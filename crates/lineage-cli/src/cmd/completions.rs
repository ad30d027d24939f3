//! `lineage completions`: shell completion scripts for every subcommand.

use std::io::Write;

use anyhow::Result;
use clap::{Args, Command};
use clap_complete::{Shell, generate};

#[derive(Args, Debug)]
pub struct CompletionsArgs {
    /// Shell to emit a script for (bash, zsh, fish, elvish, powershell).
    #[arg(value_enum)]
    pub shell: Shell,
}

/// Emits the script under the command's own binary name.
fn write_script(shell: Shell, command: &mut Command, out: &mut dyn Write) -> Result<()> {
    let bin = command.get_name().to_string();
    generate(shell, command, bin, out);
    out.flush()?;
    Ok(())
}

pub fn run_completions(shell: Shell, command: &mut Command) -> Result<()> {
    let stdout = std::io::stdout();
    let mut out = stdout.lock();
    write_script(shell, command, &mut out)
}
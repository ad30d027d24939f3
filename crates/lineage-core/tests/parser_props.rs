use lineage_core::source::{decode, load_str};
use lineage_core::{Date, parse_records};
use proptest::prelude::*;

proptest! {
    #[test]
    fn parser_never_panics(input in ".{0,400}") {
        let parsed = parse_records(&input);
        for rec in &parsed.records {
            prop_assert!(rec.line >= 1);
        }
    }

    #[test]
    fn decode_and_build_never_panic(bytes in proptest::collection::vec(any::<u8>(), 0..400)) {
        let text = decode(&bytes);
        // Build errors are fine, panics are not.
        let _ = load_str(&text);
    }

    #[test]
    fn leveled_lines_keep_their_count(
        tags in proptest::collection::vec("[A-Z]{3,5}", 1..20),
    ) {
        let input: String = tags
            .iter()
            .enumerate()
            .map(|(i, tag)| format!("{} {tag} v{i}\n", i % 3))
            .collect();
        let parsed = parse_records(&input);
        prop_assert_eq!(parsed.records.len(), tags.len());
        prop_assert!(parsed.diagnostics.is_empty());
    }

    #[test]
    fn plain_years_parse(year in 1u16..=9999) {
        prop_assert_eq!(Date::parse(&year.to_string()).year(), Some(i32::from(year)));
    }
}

...

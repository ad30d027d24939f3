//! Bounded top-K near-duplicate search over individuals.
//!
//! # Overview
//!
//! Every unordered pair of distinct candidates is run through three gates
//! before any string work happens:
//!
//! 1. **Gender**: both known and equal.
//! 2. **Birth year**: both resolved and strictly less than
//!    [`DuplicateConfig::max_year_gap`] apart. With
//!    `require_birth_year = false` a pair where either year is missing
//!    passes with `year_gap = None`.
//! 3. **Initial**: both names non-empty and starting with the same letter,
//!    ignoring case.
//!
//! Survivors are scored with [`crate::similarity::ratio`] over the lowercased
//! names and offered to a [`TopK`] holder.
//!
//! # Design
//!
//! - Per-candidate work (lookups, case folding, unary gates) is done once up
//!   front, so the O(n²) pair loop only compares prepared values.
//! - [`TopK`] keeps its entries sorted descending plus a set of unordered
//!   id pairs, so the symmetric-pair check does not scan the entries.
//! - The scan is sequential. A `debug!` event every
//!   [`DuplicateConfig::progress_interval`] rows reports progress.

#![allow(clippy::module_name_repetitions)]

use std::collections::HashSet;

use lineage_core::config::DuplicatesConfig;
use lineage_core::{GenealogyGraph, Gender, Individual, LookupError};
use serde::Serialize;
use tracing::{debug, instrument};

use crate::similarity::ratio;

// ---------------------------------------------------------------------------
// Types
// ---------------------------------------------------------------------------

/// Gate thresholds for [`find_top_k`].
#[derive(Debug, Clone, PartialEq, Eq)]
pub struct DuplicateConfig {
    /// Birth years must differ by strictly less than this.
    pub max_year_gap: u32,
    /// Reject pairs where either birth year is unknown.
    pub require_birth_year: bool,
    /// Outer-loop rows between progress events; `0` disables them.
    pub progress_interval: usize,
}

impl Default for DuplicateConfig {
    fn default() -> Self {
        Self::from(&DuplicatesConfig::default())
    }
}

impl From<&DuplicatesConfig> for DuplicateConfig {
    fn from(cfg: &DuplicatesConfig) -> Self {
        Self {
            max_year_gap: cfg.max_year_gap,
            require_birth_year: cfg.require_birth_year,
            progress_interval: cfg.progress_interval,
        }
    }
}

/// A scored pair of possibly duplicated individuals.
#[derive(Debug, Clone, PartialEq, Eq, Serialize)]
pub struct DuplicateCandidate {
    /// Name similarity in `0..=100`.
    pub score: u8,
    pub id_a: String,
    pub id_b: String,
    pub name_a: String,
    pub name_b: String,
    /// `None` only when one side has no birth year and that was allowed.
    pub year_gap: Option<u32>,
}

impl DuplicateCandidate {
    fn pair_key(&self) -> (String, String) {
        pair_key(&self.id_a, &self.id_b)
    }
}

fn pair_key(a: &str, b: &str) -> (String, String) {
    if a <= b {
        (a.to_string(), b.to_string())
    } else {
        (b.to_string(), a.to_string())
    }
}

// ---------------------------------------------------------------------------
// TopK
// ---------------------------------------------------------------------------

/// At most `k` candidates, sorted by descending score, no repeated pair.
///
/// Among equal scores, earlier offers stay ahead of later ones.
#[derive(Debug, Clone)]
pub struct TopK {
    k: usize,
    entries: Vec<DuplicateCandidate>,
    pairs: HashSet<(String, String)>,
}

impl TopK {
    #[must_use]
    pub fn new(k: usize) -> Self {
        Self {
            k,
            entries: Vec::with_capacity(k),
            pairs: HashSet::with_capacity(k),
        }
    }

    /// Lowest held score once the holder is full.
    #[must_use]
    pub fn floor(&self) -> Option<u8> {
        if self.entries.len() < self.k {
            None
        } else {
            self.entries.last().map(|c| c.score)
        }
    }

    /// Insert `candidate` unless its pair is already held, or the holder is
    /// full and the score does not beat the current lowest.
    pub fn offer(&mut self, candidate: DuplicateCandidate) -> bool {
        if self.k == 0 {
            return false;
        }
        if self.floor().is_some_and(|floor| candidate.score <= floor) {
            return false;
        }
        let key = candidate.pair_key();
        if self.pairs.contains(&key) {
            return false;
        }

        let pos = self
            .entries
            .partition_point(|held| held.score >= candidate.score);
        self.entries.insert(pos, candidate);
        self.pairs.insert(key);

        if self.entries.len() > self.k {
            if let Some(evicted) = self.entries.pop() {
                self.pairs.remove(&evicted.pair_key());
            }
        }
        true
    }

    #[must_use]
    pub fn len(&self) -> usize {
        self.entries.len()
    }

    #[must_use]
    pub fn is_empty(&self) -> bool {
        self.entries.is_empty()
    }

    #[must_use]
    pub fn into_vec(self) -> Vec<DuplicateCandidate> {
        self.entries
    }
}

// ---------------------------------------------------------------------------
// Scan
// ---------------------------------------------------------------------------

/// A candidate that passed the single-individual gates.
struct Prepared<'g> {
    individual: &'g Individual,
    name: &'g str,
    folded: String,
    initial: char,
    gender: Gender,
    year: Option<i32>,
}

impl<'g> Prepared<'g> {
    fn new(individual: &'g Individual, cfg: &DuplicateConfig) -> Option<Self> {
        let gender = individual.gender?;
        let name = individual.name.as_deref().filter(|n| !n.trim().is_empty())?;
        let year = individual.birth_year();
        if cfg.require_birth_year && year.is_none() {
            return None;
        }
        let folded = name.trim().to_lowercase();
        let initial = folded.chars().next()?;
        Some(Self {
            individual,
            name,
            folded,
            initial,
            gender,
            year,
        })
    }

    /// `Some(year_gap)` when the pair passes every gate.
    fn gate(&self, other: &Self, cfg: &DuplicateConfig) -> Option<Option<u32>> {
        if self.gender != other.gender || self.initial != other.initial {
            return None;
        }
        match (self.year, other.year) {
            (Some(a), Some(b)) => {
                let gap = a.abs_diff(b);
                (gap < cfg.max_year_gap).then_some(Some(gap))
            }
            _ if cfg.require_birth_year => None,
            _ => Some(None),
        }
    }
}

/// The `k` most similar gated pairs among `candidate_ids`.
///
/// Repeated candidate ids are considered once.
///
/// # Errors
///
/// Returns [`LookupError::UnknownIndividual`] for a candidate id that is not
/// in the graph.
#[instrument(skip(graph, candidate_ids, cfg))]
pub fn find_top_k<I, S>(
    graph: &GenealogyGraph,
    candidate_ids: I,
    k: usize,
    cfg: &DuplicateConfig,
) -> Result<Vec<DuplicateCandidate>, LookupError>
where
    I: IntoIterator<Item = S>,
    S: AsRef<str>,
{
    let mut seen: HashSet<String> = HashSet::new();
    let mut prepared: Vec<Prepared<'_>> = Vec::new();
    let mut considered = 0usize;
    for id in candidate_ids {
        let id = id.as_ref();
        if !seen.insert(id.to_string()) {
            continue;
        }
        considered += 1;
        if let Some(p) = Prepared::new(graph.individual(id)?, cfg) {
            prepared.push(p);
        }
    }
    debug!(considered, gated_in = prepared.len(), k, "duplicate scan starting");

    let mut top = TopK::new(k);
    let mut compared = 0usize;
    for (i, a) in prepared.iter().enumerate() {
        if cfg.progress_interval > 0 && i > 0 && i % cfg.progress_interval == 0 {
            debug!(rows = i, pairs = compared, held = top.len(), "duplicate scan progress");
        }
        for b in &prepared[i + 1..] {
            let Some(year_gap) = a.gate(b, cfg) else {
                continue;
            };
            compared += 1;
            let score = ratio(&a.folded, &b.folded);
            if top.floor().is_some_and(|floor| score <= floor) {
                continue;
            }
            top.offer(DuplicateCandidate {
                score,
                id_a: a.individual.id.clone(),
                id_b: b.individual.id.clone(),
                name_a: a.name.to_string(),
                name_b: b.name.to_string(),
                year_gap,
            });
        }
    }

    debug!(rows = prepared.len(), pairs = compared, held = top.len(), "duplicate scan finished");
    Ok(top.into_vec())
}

--

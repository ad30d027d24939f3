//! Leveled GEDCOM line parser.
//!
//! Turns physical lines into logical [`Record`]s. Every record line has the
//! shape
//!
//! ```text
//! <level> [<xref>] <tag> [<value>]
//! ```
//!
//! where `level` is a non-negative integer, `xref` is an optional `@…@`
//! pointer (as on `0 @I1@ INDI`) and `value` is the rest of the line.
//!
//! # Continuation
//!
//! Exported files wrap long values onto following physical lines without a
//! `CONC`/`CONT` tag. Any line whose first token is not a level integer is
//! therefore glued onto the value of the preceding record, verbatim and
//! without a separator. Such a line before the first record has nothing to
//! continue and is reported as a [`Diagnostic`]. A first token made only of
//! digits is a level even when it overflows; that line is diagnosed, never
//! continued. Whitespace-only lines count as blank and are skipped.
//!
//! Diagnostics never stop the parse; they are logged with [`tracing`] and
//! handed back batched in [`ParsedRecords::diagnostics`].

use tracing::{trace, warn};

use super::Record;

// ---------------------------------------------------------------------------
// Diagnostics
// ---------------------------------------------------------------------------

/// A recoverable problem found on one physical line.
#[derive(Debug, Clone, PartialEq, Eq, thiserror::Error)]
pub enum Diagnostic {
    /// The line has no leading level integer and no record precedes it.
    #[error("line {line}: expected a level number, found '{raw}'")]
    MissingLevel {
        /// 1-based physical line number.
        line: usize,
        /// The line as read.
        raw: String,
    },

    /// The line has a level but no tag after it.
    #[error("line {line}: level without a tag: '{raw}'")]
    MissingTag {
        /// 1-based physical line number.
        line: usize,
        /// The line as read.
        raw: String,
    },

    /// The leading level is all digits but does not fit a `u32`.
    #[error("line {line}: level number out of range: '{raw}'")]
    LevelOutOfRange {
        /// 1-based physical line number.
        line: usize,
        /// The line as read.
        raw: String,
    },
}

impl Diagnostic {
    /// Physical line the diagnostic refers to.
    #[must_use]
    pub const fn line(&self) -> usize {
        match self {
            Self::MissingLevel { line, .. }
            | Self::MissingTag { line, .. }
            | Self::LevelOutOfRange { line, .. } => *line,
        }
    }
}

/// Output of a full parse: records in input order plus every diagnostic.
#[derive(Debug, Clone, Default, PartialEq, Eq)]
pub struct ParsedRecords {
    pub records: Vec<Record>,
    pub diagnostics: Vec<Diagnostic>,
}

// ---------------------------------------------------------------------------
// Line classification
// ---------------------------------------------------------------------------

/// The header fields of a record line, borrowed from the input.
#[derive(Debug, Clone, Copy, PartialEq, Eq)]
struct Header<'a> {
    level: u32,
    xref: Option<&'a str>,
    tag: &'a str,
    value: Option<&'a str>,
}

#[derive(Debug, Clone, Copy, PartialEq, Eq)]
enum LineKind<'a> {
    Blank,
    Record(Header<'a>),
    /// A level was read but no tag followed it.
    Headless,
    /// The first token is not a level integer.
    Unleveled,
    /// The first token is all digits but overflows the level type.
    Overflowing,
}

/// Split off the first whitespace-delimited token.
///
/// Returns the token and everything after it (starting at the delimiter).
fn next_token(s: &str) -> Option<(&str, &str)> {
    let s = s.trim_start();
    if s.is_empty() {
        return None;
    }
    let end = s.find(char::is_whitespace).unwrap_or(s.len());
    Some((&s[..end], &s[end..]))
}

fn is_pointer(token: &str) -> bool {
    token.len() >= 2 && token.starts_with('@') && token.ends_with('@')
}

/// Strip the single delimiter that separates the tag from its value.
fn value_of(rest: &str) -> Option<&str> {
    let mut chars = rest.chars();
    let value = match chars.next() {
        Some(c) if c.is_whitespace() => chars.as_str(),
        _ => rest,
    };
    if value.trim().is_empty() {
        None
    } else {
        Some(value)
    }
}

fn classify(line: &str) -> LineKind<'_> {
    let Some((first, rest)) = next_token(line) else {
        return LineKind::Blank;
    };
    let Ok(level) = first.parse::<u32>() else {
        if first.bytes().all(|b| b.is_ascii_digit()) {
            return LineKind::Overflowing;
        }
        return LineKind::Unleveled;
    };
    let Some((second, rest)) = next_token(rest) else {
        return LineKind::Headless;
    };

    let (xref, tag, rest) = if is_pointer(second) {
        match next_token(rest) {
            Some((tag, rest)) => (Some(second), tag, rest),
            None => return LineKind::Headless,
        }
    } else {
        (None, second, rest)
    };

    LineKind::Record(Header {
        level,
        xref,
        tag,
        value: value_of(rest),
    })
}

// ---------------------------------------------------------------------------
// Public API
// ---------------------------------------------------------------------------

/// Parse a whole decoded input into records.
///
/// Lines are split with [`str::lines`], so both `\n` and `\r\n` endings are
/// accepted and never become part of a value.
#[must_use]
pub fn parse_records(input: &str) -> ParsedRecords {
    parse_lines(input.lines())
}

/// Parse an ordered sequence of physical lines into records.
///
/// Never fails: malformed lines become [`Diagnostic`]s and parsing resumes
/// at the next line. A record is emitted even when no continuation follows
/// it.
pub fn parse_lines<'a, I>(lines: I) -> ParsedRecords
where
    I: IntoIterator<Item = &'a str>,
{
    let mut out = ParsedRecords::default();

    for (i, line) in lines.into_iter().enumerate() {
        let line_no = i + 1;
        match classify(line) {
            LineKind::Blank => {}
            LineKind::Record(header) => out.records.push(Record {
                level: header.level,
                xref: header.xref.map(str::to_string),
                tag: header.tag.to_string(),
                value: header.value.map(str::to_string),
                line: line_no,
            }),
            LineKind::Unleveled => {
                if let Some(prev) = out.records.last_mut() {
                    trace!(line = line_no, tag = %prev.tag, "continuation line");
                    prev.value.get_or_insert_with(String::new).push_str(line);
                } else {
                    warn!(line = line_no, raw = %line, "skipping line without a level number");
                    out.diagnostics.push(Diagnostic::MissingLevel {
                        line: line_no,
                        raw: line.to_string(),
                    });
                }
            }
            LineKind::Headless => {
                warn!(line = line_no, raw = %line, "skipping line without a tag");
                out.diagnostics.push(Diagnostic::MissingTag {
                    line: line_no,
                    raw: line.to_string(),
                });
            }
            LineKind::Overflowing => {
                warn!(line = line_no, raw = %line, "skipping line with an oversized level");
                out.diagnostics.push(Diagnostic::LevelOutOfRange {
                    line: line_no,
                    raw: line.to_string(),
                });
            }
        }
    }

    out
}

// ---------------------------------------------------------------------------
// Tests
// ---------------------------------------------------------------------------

#### What to produce
Look through the material for "Item". Copy each line that has it.

#### Reply
    I: IntoIterator<Item = S>,
    I: IntoIterator<Item = &'a str>,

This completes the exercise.